◆ Task objective
Quote the lines below exactly, from the one that holds "if let Recurrence::TimesPerWeek" through the final line of the records, and only those.

[Collected data entries]

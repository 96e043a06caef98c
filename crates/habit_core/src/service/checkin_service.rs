//! Check-in orchestration.
//!
//! # Responsibility
//! - Record one check-in: verify ownership, normalize the day, upsert the
//!   entry, run the streak engine, persist the new streak state.
//! - Serve entry reads for a habit owned by the caller.
//!
//! # Invariants
//! - The entry upsert and the streak update commit in one `IMMEDIATE`
//!   transaction, so no reader sees an entry without its streak effect.
//! - A write conflict is retried up to `max_attempts` times in total, each
//!   attempt re-reading the habit and recomputing from scratch.
//! - Status/kind mismatches and foreign habits are rejected before any write.

use crate::config::CheckInConfig;
use crate::day::{self, add_days, week_start, CanonicalDay};
use crate::error::{CoreError, CoreResult, ValidationError};
use crate::model::entry::{normalize_notes, EntryStatus, HabitEntry};
use crate::model::habit::{HabitId, Recurrence, StreakState, UserId};
use crate::model::now_millis;
use crate::repo::entry_repo::{EntryRepository, EntryUpsert, SqliteEntryRepository};
use crate::repo::habit_repo::{HabitRepository, SqliteHabitRepository};
use crate::streak::{self, EntryEvent};
use chrono::{DateTime, Utc};
use log::{error, info, warn};
use rusqlite::{Connection, Transaction, TransactionBehavior};
use serde::Serialize;
use std::time::Instant;

/// Caller input for one check-in.
#[derive(Debug, Clone, PartialEq, Eq)]
pub struct CheckInRequest {
    pub habit_id: HabitId,
    pub user_id: UserId,
    /// Any instant on the day being checked in; only its UTC date matters.
    pub date: DateTime<Utc>,
    pub status: EntryStatus,
    pub notes: Option<String>,
}

impl CheckInRequest {
    pub fn new(
        habit_id: HabitId,
        user_id: UserId,
        date: DateTime<Utc>,
        status: EntryStatus,
    ) -> Self {
        Self {
            habit_id,
            user_id,
            date,
            status,
            notes: None,
        }
    }

    /// Check-in for a calendar day rather than an instant.
    pub fn for_day(
        habit_id: HabitId,
        user_id: UserId,
        day: CanonicalDay,
        status: EntryStatus,
    ) -> Self {
        Self::new(habit_id, user_id, day::start_of_day(day), status)
    }

    pub fn with_notes(mut self, notes: impl Into<String>) -> Self {
        self.notes = Some(notes.into());
        self
    }
}

/// Result of a successful check-in.
#[derive(Debug, Clone, PartialEq, Eq, Serialize)]
pub struct CheckInOutcome {
    pub entry: HabitEntry,
    pub previous: StreakState,
    pub streak: StreakState,
    /// Attempts used, `1` unless a conflict was retried.
    pub attempts: u32,
}

/// `{success, message}` envelope for callers that only relay status.
#[derive(Debug, Clone, PartialEq, Eq, Serialize)]
pub struct CheckInResponse {
    pub success: bool,
    pub message: Option<String>,
}

impl CheckInResponse {
    pub fn from_result(status: EntryStatus, result: &CoreResult<CheckInOutcome>) -> Self {
        match result {
            Ok(_) => Self {
                success: true,
                message: Some(format!("Habit marked as {status}.")),
            },
            Err(err) => Self {
                success: false,
                message: Some(err.to_string()),
            },
        }
    }
}

/// Check-in orchestrator over one SQLite connection.
///
/// Parallel requests each use their own connection; SQLite locking makes
/// their transactions serialize.
pub struct CheckInService<'conn> {
    conn: &'conn Connection,
    max_attempts: u32,
}

impl<'conn> CheckInService<'conn> {
    pub fn new(conn: &'conn Connection) -> Self {
        Self::with_config(conn, &CheckInConfig::default())
    }

    pub fn with_config(conn: &'conn Connection, config: &CheckInConfig) -> Self {
        Self {
            conn,
            max_attempts: config.max_attempts.max(2),
        }
    }

    /// Records a check-in and updates the habit's streak.
    pub fn record_check_in(&self, request: &CheckInRequest) -> CoreResult<CheckInOutcome> {
        let started_at = Instant::now();
        let day = day::normalize(&request.date);
        let notes = normalize_notes(request.notes.clone());

        let mut attempt = 0;
        loop {
            attempt += 1;
            match self.record_once(request, day, notes.clone()) {
                Ok(mut outcome) => {
                    outcome.attempts = attempt;
                    info!(
                        "event=checkin module=service status=ok habit_id={} entry_status={} streak={} longest={} attempts={} duration_ms={}",
                        request.habit_id,
                        request.status,
                        outcome.streak.streak,
                        outcome.streak.longest_streak,
                        attempt,
                        started_at.elapsed().as_millis()
                    );
                    return Ok(outcome);
                }
                Err(CoreError::Conflict(err)) if attempt < self.max_attempts => {
                    warn!(
                        "event=checkin module=service status=retry habit_id={} attempt={} error={}",
                        request.habit_id, attempt, err
                    );
                }
                Err(err) => {
                    let log_line = format!(
                        "event=checkin module=service status=error habit_id={} attempts={} duration_ms={} error_code={} error={}",
                        request.habit_id,
                        attempt,
                        started_at.elapsed().as_millis(),
                        err.code(),
                        err
                    );
                    if err.is_retryable() {
                        error!("{log_line}");
                    } else {
                        warn!("{log_line}");
                    }
                    return Err(err);
                }
            }
        }
    }

    /// Entries of one owned habit for `from..=to`, ascending by day.
    pub fn list_entries(
        &self,
        habit_id: HabitId,
        user_id: UserId,
        from: CanonicalDay,
        to: CanonicalDay,
    ) -> CoreResult<Vec<HabitEntry>> {
        self.ensure_owned(habit_id, user_id)?;
        Ok(SqliteEntryRepository::new(self.conn).list_entries(user_id, habit_id, from, to)?)
    }

    /// The entry of one owned habit on `day`, if any.
    pub fn get_entry(
        &self,
        habit_id: HabitId,
        user_id: UserId,
        day: CanonicalDay,
    ) -> CoreResult<Option<HabitEntry>> {
        self.ensure_owned(habit_id, user_id)?;
        Ok(SqliteEntryRepository::new(self.conn).get_entry(user_id, habit_id, day)?)
    }

    fn ensure_owned(&self, habit_id: HabitId, user_id: UserId) -> CoreResult<()> {
        match SqliteHabitRepository::new(self.conn).get_habit(habit_id, user_id)? {
            Some(_) => Ok(()),
            None => Err(CoreError::NotFound(habit_id)),
        }
    }

    fn record_once(
        &self,
        request: &CheckInRequest,
        day: CanonicalDay,
        notes: Option<String>,
    ) -> CoreResult<CheckInOutcome> {
        let tx = Transaction::new_unchecked(self.conn, TransactionBehavior::Immediate)?;
        let outcome = apply_check_in(
            &SqliteHabitRepository::new(&tx),
            &SqliteEntryRepository::new(&tx),
            &EntryUpsert {
                user_id: request.user_id,
                habit_id: request.habit_id,
                day,
                status: request.status,
                notes,
                recorded_at: now_millis(),
            },
        )?;
        tx.commit()?;
        Ok(outcome)
    }
}

/// Runs one check-in against repositories sharing a transaction scope.
///
/// Does not commit; the caller owns the transaction boundary.
pub fn apply_check_in<H, E>(habits: &H, entries: &E, upsert: &EntryUpsert) -> CoreResult<CheckInOutcome>
where
    H: HabitRepository,
    E: EntryRepository,
{
    let habit = habits
        .get_habit(upsert.habit_id, upsert.user_id)?
        .ok_or(CoreError::NotFound(upsert.habit_id))?;
    if !habit.kind.accepts(upsert.status) {
        return Err(ValidationError::StatusNotAllowed {
            kind: habit.kind,
            status: upsert.status,
        }
        .into());
    }

    let entry = entries.upsert_entry(upsert)?;

    let mut event = EntryEvent::new(entry.date, entry.status);
    if let Recurrence::TimesPerWeek { week_starts_on, .. } = habit.recurrence {
        let from = week_start(entry.date, week_starts_on.weekday());
        let to = add_days(from, 6).unwrap_or(entry.date);
        let successes = entries.count_entries_with_status(
            upsert.user_id,
            upsert.habit_id,
            habit.kind.success_status(),
            from,
            to,
        )?;
        event = event.with_successes_in_week(successes);
    }

    let previous = habit.streak_state();
    let next = streak::apply_entry(&habit, &event);
    if next != previous {
        habits.update_streak(habit.id, habit.user_id, &next)?;
    }

    Ok(CheckInOutcome {
        entry,
        previous,
        streak: next,
        attempts: 1,
    })
}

◆ Task result
    if let Recurrence::TimesPerWeek { week_starts_on, .. } = habit.recurrence {
        let from = week_start(entry.date, week_starts_on.weekday());
        let to = add_days(from, 6).unwrap_or(entry.date);
        let successes = entries.count_entries_with_status(
            upsert.user_id,
            upsert.habit_id,
            habit.kind.success_status(),
            from,
            to,
        )?;
        event = event.with_successes_in_week(successes);
    }

    let previous = habit.streak_state();
    let next = streak::apply_entry(&habit, &event);
    if next != previous {
        habits.update_streak(habit.id, habit.user_id, &next)?;
    }

    Ok(CheckInOutcome {
        entry,
        previous,
        streak: next,
        attempts: 1,
    })
}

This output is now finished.